Our attack got thwarted again but we have a few more tricks up our sleeves.

Third Try: Using The Wrong Piece Of Data

Let's make a more sophisticated AuthStatus service that provides more data associated with the current peer id:

struct Status:
    is_admin: bool
    is_misbehaving: bool

service AuthStatus:
    def get_status(): Status

If this peer misbehaves, we set a special flag as follows:

;; Script is slightly simplified for better readability
;; Setting data is omitted
(seq
  (call authNode (authSrvId "get_status") [] status)
  (call blogNode (blogSrvId "add_post") [text status.$.is_admin])
)

So we pass an is_admin flag to the blogNode, as we now have a permissioned blog and all is well. Maybe.

The problem is that we can also pass the is_misbehaving flag to fake admin permissions and add a post. Consider other possible scenarios, where, for example, you could have a role in the status, as well as a nickname, and you need to distinguish the two, even though both are strings.

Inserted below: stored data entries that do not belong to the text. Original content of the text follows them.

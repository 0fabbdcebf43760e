//! Dashboard configuration, loaded from TOML.
//!
//! Every field has a default, so an empty file (or no file) yields the
//! NSE watchlist, a 7% risk-free rate and a ten-minute cache.

use std::path::Path;
use std::time::Duration;

use serde::{Deserialize, Serialize};
use thiserror::Error;

use crate::analysis::{IvThresholds, RsiThresholds};
use crate::domain::normalize_ticker;

#[derive(Debug, Error)]
pub enum ConfigError {
    #[error("read config {path}: {source}")]
    Read {
        path: String,
        #[source]
        source: std::io::Error,
    },

    #[error("parse config TOML: {0}")]
    Parse(#[from] toml::de::Error),

    #[error("serialize config: {0}")]
    Serialize(#[from] toml::ser::Error),

    #[error("invalid config: {0}")]
    Invalid(String),
}

#[derive(Debug, Clone, PartialEq, Serialize, Deserialize)]
#[serde(default)]
pub struct ScanConfig {
    pub tickers: Vec<String>,
}

impl Default for ScanConfig {
    fn default() -> Self {
        Self {
            tickers: [
                "RELIANCE.NS",
                "TCS.NS",
                "INFY.NS",
                "HDFCBANK.NS",
                "ICICIBANK.NS",
                "SBIN.NS",
            ]
            .iter()
            .map(|s| s.to_string())
            .collect(),
        }
    }
}

#[derive(Debug, Clone, PartialEq, Serialize, Deserialize)]
#[serde(default)]
pub struct DeepDiveConfig {
    pub ticker: String,
    /// Calendar days of daily history to fetch.
    pub history_days: u32,
}

impl Default for DeepDiveConfig {
    fn default() -> Self {
        Self {
            ticker: "RELIANCE.NS".into(),
            history_days: 365,
        }
    }
}

#[derive(Debug, Clone, PartialEq, Serialize, Deserialize)]
#[serde(default)]
pub struct OptionsConfig {
    /// Annualized, as a fraction.
    pub risk_free_rate: f64,
}

impl Default for OptionsConfig {
    fn default() -> Self {
        Self {
            risk_free_rate: 0.07,
        }
    }
}

#[derive(Debug, Clone, PartialEq, Serialize, Deserialize)]
#[serde(default)]
pub struct CacheConfig {
    pub ttl_secs: u64,
}

impl Default for CacheConfig {
    fn default() -> Self {
        Self { ttl_secs: 600 }
    }
}

#[derive(Debug, Clone, PartialEq, Serialize, Deserialize)]
#[serde(default)]
pub struct DisplayConfig {
    pub currency: String,
}

impl Default for DisplayConfig {
    fn default() -> Self {
        Self {
            currency: "₹".into(),
        }
    }
}

#[derive(Debug, Clone, Default, PartialEq, Serialize, Deserialize)]
#[serde(default)]
pub struct ThresholdsConfig {
    pub rsi: RsiThresholds,
    pub iv: IvThresholds,
}

#[derive(Debug, Clone, Default, PartialEq, Serialize, Deserialize)]
#[serde(default)]
pub struct DashboardConfig {
    pub scan: ScanConfig,
    pub deep_dive: DeepDiveConfig,
    pub options: OptionsConfig,
    pub cache: CacheConfig,
    pub display: DisplayConfig,
    pub thresholds: ThresholdsConfig,
}

impl DashboardConfig {
    pub fn from_file(path: &Path) -> Result<Self, ConfigError> {
        let content = std::fs::read_to_string(path).map_err(|source| ConfigError::Read {
            path: path.display().to_string(),
            source,
        })?;
        Self::from_toml_str(&content)
    }

    /// Load `path` if it exists, defaults otherwise.
    pub fn load_or_default(path: &Path) -> Result<Self, ConfigError> {
        if path.exists() {
            Self::from_file(path)
        } else {
            Ok(Self::default())
        }
    }

    pub fn from_toml_str(content: &str) -> Result<Self, ConfigError> {
        let mut config: Self = toml::from_str(content)?;
        config.normalize_tickers();
        config.validate()?;
        Ok(config)
    }

    /// Trim and upper-case the watchlist and deep-dive ticker; blank
    /// watchlist entries are dropped.
    pub fn normalize_tickers(&mut self) {
        self.scan.tickers = self
            .scan
            .tickers
            .iter()
            .map(|t| normalize_ticker(t))
            .filter(|t| !t.is_empty())
            .collect();
        self.deep_dive.ticker = normalize_ticker(&self.deep_dive.ticker);
    }

    pub fn to_toml_string(&self) -> Result<String, ConfigError> {
        Ok(toml::to_string_pretty(self)?)
    }

    pub fn validate(&self) -> Result<(), ConfigError> {
        let rsi = &self.thresholds.rsi;
        if !rsi.oversold.is_finite() || !rsi.overbought.is_finite() {
            return Err(ConfigError::Invalid("rsi thresholds must be finite".into()));
        }
        if rsi.oversold >= rsi.overbought {
            return Err(ConfigError::Invalid(format!(
                "rsi oversold ({}) must be below overbought ({})",
                rsi.oversold, rsi.overbought
            )));
        }
        let iv = &self.thresholds.iv;
        if !iv.low.is_finite() || !iv.high.is_finite() {
            return Err(ConfigError::Invalid("iv thresholds must be finite".into()));
        }
        if iv.low > iv.high {
            return Err(ConfigError::Invalid(format!(
                "iv low ({}) must not exceed high ({})",
                iv.low, iv.high
            )));
        }
        if !self.options.risk_free_rate.is_finite() {
            return Err(ConfigError::Invalid("risk_free_rate must be finite".into()));
        }
        Ok(())
    }

    pub fn cache_ttl(&self) -> Duration {
        Duration::from_secs(self.cache.ttl_secs)
    }
}

#[cfg(test)]
mod tests {
    use super::*;

    #[test]
    fn empty_toml_gives_defaults() {
        let config = DashboardConfig::from_toml_str("").unwrap();
        assert_eq!(config, DashboardConfig::default());
        assert_eq!(config.scan.tickers.len(), 6);
        assert_eq!(config.options.risk_free_rate, 0.07);
        assert_eq!(config.cache_ttl(), Duration::from_secs(600));
    }

    #[test]
    fn partial_override() {
        let config = DashboardConfig::from_toml_str(
            r#"
            [scan]
            tickers = ["TCS.NS"]

            [thresholds.iv]
            high = 50.0
            "#,
        )
        .unwrap();
        assert_eq!(config.scan.tickers, vec!["TCS.NS".to_string()]);
        assert_eq!(config.thresholds.iv.high, 50.0);
        assert_eq!(config.thresholds.iv.low, 35.0);
        assert_eq!(config.deep_dive.ticker, "RELIANCE.NS");
    }

    #[test]
    fn toml_roundtrip() {
        let mut config = DashboardConfig::default();
        config.display.currency = "$".into();
        config.deep_dive.history_days = 180;
        let text = config.to_toml_string().unwrap();
        assert_eq!(DashboardConfig::from_toml_str(&text).unwrap(), config);
    }

    #[test]
    fn inverted_rsi_levels_rejected() {
        let err = DashboardConfig::from_toml_str("[thresholds.rsi]\noversold = 80.0\n").unwrap_err();
        assert!(matches!(err, ConfigError::Invalid(_)));
    }

    #[test]
    fn tickers_are_trimmed_and_upper_cased() {
        let config = DashboardConfig::from_toml_str(
            r#"
            [scan]
            tickers = [" tcs.ns ", "", "infy.ns"]

            [deep_dive]
            ticker = " sbin.ns"
            "#,
        )
        .unwrap();
        assert_eq!(config.scan.tickers, vec!["TCS.NS", "INFY.NS"]);
        assert_eq!(config.deep_dive.ticker, "SBIN.NS");
    }

    #[test]
    fn nan_thresholds_rejected() {
        let mut config = DashboardConfig::default();
        config.thresholds.rsi.oversold = f64::NAN;
        assert!(matches!(config.validate(), Err(ConfigError::Invalid(_))));

        let mut config = DashboardConfig::default();
        config.thresholds.iv.high = f64::NAN;
        assert!(matches!(config.validate(), Err(ConfigError::Invalid(_))));

        let mut config = DashboardConfig::default();
        config.thresholds.iv.low = f64::INFINITY;
        assert!(matches!(config.validate(), Err(ConfigError::Invalid(_))));
    }

    #[test]
    fn malformed_toml_is_parse_error() {
        assert!(matches!(
            DashboardConfig::from_toml_str("[scan\n"),
            Err(ConfigError::Parse(_))
        ));
    }
}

Recall that the origin of the result is stated with three values peerId, serviceId, functionName, while the origin of the argument is extended with one more attribute: the data getter. This forms a structure of four fields the tetraplet:

 struct SecurityTetraplet:
    peer_id: string
    service_id: string
    fn_name: string
    getter: string

The Aquamarine interpreter provides this tetraplet along with each argument during the function call, which are checked by the service if deemed necessary. In fact, tetraplets are present for every argument as a vector of vectors of tetraplets:

pub tetraplets: Vec<Vec<SecurityTetraplet>>

which is possible due to the use of accumulators in AIR and produced with the fold instruction. Usually, you don't need to care about them, and only the first, i.e. origin, tetraplet is set.

Limitations Of The Authentication Approach

This strategy positions that only arguments should affect function behavior by decoupling the service from the AIR script and its input data. That is, the public service API is safe only by relying on exogenous permissions checking ascertaining that the security invariants have no access to the AIR script or input data.

Only Arguments Affect The Function Execution

This API cannot be used safely:

service WrongAuth:
    def get_status_or_fail() // does not return if not authorized

as WrongAuth service cannot be used to provide the expected checks:

(seq
  (call authNode (authSrv "get_status_or_fail") []) ;; no return
  (call blogNode (blogSrv "add_post") [text]) ;; no data
)

In the above script, if get_status_or_fail fails, add_post never executes. But nothing prevents a user from calling add_post directly, so this design cannot be considered secure. That's why there must be an output from a security service to be provided as an argument later.

Only Direct Dependencies Are Taken Into Account

Consider the modified WrongAuth, which takes the peer id as an argument:

service WrongAuth:
    def get_status(peer_id) // Status of the given peer

In this case, a tetraplet can easily be verified that the input arguments are not compromised. However, what data is it? As arguments of get_status function are not a part of a tetraplet, we can't check that the right peer_id was provided to the function. So from a design perspective, it is preferable for get_status to not have arguments, so that input cannot be altered.

What if we want to make the system secure in terms of tracking the data origin by taking the arguments into account? In this case, the verifier function add_post needs to know not only the name of the provider but also its structure, i.e., what inputs it has and, even worse, what the constraints of these inputs are and how to verify them. Since we cannot perform garbage collection easily, we need to express the model of the program, i..e., auth service and AIR script, on the verifier side.

This makes decomposition a pain: why decouple services if we need them to know so much about each other? That's why function calls in Aquamarine depend on the direct inputs, and direct inputs only.